I’ve been developing a tool for decision-makers in systems change work. The tool can be used to discuss and identify what is sacred to groups as they pursue changes in organizations and communities. Keep in mind that systems change efforts often unfold from the receipt of funding that comes with guidance for (1) what should change (e.g., more equitable access to quality education, better instruction, better test performance, etc.) and (2) what methods of achieving the change are considered worthy, rigorous, and recommended. Such guidance, as well as local preferences and habits, shape conversations and logics in ways that center some ideas and exclude others. By 'centering' I mean shaping people’s attention so that which is centered becomes the focus of strategies and intent.

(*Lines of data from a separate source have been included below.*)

use serde::{Deserialize, Serialize};
use std::collections::{BTreeMap, HashMap};
use std::fmt;
use std::path::PathBuf;
use std::time::Duration;

use relay_utils::types::ConfigSource;

/// Default total time budget for one run in milliseconds
pub const DEFAULT_BUDGET_MS: u64 = 35_000;

/// Default number of providers raced in the hedge round
pub const DEFAULT_HEDGE_WIDTH: usize = 2;

/// Minimum remaining budget required to start a new attempt
pub const DEFAULT_START_BUFFER_MS: u64 = 2_000;

/// Time an open circuit rejects calls before admitting a probe
pub const DEFAULT_COOLDOWN_SECS: u64 = 15;

/// Consecutive failures tolerated before a circuit opens
pub const DEFAULT_FAILURE_THRESHOLD: u32 = 3;

/// Number of latency samples kept per provider
pub const DEFAULT_LATENCY_WINDOW: usize = 100;

/// Per-provider call timeout in seconds
pub const DEFAULT_PROVIDER_TIMEOUT_SECS: u64 = 20;

/// How strictly the time budget is enforced
#[derive(Debug, Clone, Copy, PartialEq, Eq, Default, Deserialize, Serialize)]
#[serde(rename_all = "lowercase")]
pub enum BudgetEnforcement {
    /// The budget only prevents new attempts from starting (default)
    #[default]
    Advisory,
    /// Per-call timeouts are also clipped to the remaining budget
    Strict,
}

impl fmt::Display for BudgetEnforcement {
    fn fmt(&self, f: &mut fmt::Formatter<'_>) -> fmt::Result {
        match self {
            Self::Advisory => write!(f, "advisory"),
            Self::Strict => write!(f, "strict"),
        }
    }
}

/// Where telemetry events are delivered
#[derive(Debug, Clone, Copy, PartialEq, Eq, Default, Deserialize, Serialize)]
#[serde(rename_all = "lowercase")]
pub enum TelemetrySinkKind {
    /// Emit each event as a structured `tracing` event (default)
    #[default]
    Tracing,
    /// Append events as JSON lines to `[telemetry] path`
    Jsonl,
    /// Discard events
    None,
}

impl fmt::Display for TelemetrySinkKind {
    fn fmt(&self, f: &mut fmt::Formatter<'_>) -> fmt::Result {
        match self {
            Self::Tracing => write!(f, "tracing"),
            Self::Jsonl => write!(f, "jsonl"),
            Self::None => write!(f, "none"),
        }
    }
}

/// Wire protocol spoken by a provider
#[derive(Debug, Clone, Copy, PartialEq, Eq)]
pub enum ProviderKind {
    /// OpenAI-style `/chat/completions` (OpenAI, OpenRouter, Mistral, ...)
    OpenAiCompatible,
    /// Anthropic Messages API
    Anthropic,
}

impl ProviderKind {
    pub const SUPPORTED: &'static [&'static str] = &["openai-compatible", "anthropic"];

    #[must_use]
    pub fn parse(kind: &str) -> Option<Self> {
        match kind {
            "openai-compatible" => Some(Self::OpenAiCompatible),
            "anthropic" => Some(Self::Anthropic),
            _ => None,
        }
    }

    #[must_use]
    pub const fn as_str(&self) -> &'static str {
        match self {
            Self::OpenAiCompatible => "openai-compatible",
            Self::Anthropic => "anthropic",
        }
    }
}

/// Configuration for relay.
///
/// # Configuration File Format
///
/// ```toml
/// [orchestrator]
/// budget_ms = 35000
/// hedge_width = 2
/// budget_enforcement = "advisory"
/// providers = ["openai", "claude"]
///
/// [health]
/// cooldown_secs = 15
///
/// [telemetry]
/// sink = "jsonl"
/// path = "relay-telemetry.jsonl"
///
/// [prompts]
/// dir = "prompts"
///
/// [providers.openai]
/// kind = "openai-compatible"
/// model = "gpt-4o-mini"
/// api_key_env = "OPENAI_API_KEY"
///
/// [providers.claude]
/// kind = "anthropic"
/// model = "claude-3-5-haiku-latest"
/// timeout_secs = 25
/// ```
#[derive(Debug, Clone)]
pub struct Config {
    pub orchestrator: OrchestratorConfig,
    pub health: HealthConfig,
    pub telemetry: TelemetryConfig,
    pub prompts: PromptsConfig,
    /// Provider definitions keyed by provider id
    pub providers: BTreeMap<String, ProviderConfig>,
    /// Source attribution for each setting (for `relay config`).
    pub source_attribution: HashMap<String, ConfigSource>,
}

/// `[orchestrator]` section
#[derive(Debug, Clone, Deserialize, Serialize)]
#[serde(deny_unknown_fields)]
pub struct OrchestratorConfig {
    pub budget_ms: Option<u64>,
    pub hedge_width: Option<usize>,
    pub start_buffer_ms: Option<u64>,
    pub budget_enforcement: Option<BudgetEnforcement>,
    /// Preferred provider order. Providers not listed follow in id order.
    pub providers: Option<Vec<String>>,
}

/// `[health]` section
#[derive(Debug, Clone, Deserialize, Serialize)]
#[serde(deny_unknown_fields)]
pub struct HealthConfig {
    pub cooldown_secs: Option<u64>,
    pub failure_threshold: Option<u32>,
    pub latency_window: Option<usize>,
}

/// `[telemetry]` section
#[derive(Debug, Clone, Default, Deserialize, Serialize)]
#[serde(deny_unknown_fields)]
pub struct TelemetryConfig {
    pub sink: Option<TelemetrySinkKind>,
    pub path: Option<PathBuf>,
}

/// `[prompts]` section
#[derive(Debug, Clone, Default, Deserialize, Serialize)]
#[serde(deny_unknown_fields)]
pub struct PromptsConfig {
    pub dir: Option<PathBuf>,
}

/// `[providers.<id>]` section
#[derive(Debug, Clone, Deserialize, Serialize)]
#[serde(deny_unknown_fields)]
pub struct ProviderConfig {
    /// `"openai-compatible"` or `"anthropic"`
    pub kind: String,
    pub model: Option<String>,
    pub base_url: Option<String>,
    /// Environment variable holding the API key
    pub api_key_env: Option<String>,
    pub timeout_secs: Option<u64>,
    /// Set to false to keep the provider configured but out of rotation
    pub enabled: Option<bool>,
    pub max_tokens: Option<u32>,
    pub temperature: Option<f32>,
    pub system_prompt: Option<String>,
}

impl ProviderConfig {
    #[must_use]
    pub fn new(kind: impl Into<String>) -> Self {
        Self {
            kind: kind.into(),
            model: None,
            base_url: None,
            api_key_env: None,
            timeout_secs: None,
            enabled: None,
            max_tokens: None,
            temperature: None,
            system_prompt: None,
        }
    }

    #[must_use]
    pub fn with_model(mut self, model: impl Into<String>) -> Self {
        self.model = Some(model.into());
        self
    }

    #[must_use]
    pub fn with_base_url(mut self, base_url: impl Into<String>) -> Self {
        self.base_url = Some(base_url.into());
        self
    }

    #[must_use]
    pub fn with_api_key_env(mut self, var: impl Into<String>) -> Self {
        self.api_key_env = Some(var.into());
        self
    }

    #[must_use]
    pub fn with_timeout_secs(mut self, secs: u64) -> Self {
        self.timeout_secs = Some(secs);
        self
    }

    #[must_use]
    pub fn with_enabled(mut self, enabled: bool) -> Self {
        self.enabled = Some(enabled);
        self
    }

    #[must_use]
    pub fn provider_kind(&self) -> Option<ProviderKind> {
        ProviderKind::parse(&self.kind)
    }

    /// Per-call timeout, falling back to the built-in default
    #[must_use]
    pub fn timeout(&self) -> Duration {
        Duration::from_secs(self.timeout_secs.unwrap_or(DEFAULT_PROVIDER_TIMEOUT_SECS))
    }

    #[must_use]
    pub fn is_enabled(&self) -> bool {
        self.enabled.unwrap_or(true)
    }
}

impl Default for OrchestratorConfig {
    fn default() -> Self {
        Self {
            budget_ms: Some(DEFAULT_BUDGET_MS),
            hedge_width: Some(DEFAULT_HEDGE_WIDTH),
            start_buffer_ms: Some(DEFAULT_START_BUFFER_MS),
            budget_enforcement: Some(BudgetEnforcement::Advisory),
            providers: None,
        }
    }
}

impl Default for HealthConfig {
    fn default() -> Self {
        Self {
            cooldown_secs: Some(DEFAULT_COOLDOWN_SECS),
            failure_threshold: Some(DEFAULT_FAILURE_THRESHOLD),
            latency_window: Some(DEFAULT_LATENCY_WINDOW),
        }
    }
}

As an example, consider funding for a systems change effort designed to improve early literacy instruction so that children in the school district demonstrate sufficient reading growth in early elementary school. The funding will support curricular adoption, leadership training, teacher professional development and coaching, and new formative and summative testing to trace student performance over the funding period.
Imagine that at the outset of the funding period different factors vie to be centered. Depending on the school district the test scores could become central focus of the initiative, or the teacher experience and reaction to the change could become the central focus, or perhaps some other factor.
Imagine now that before the central focus emerges, each school involved in the change initiative defines what is sacred to them at the start and investigates the systems in which the sacred factor is located using the question sets below.
Sacred: What is most important? What lies at the core of our willingness to undertake this initiative? What should not be lost or diminished by this effort?
Seminal: What are the main ingredients for achieving what is sacred in this initiative? Do the main ingredients come from different domains - child, home, school, community?
Synergistic: How do seminal ingredients combine and interact to yield affordances for the sacred? What combinations seem especially effective in achieving the sacred? What combinations put the sacred at risk?
Structural: What conditions inside and outside of our district lead to adequate levels of seminal ingredients and synergistic affordances available for each child? What conditions result in inadequate levels of seminal ingredients and synergistic affordances available to each child?
Ensuring that the people experiencing and delivering the change lead the identification of the sacred is key. Note that in the model below what has been identified as sacred centers the learner experience. Once the sacred is identified by a group, it can serve as a guide for subsequent decision-making allowing for meaningful strategies to be shaped by practitioners' best understanding of how to preserve and nurture what is sacred. I’ll write more about the tool and its use going forward. For now I will mention that this tool represents an exercise in identifying organizational values within a systemic framework for the purpose of sensemaking and action in complex settings.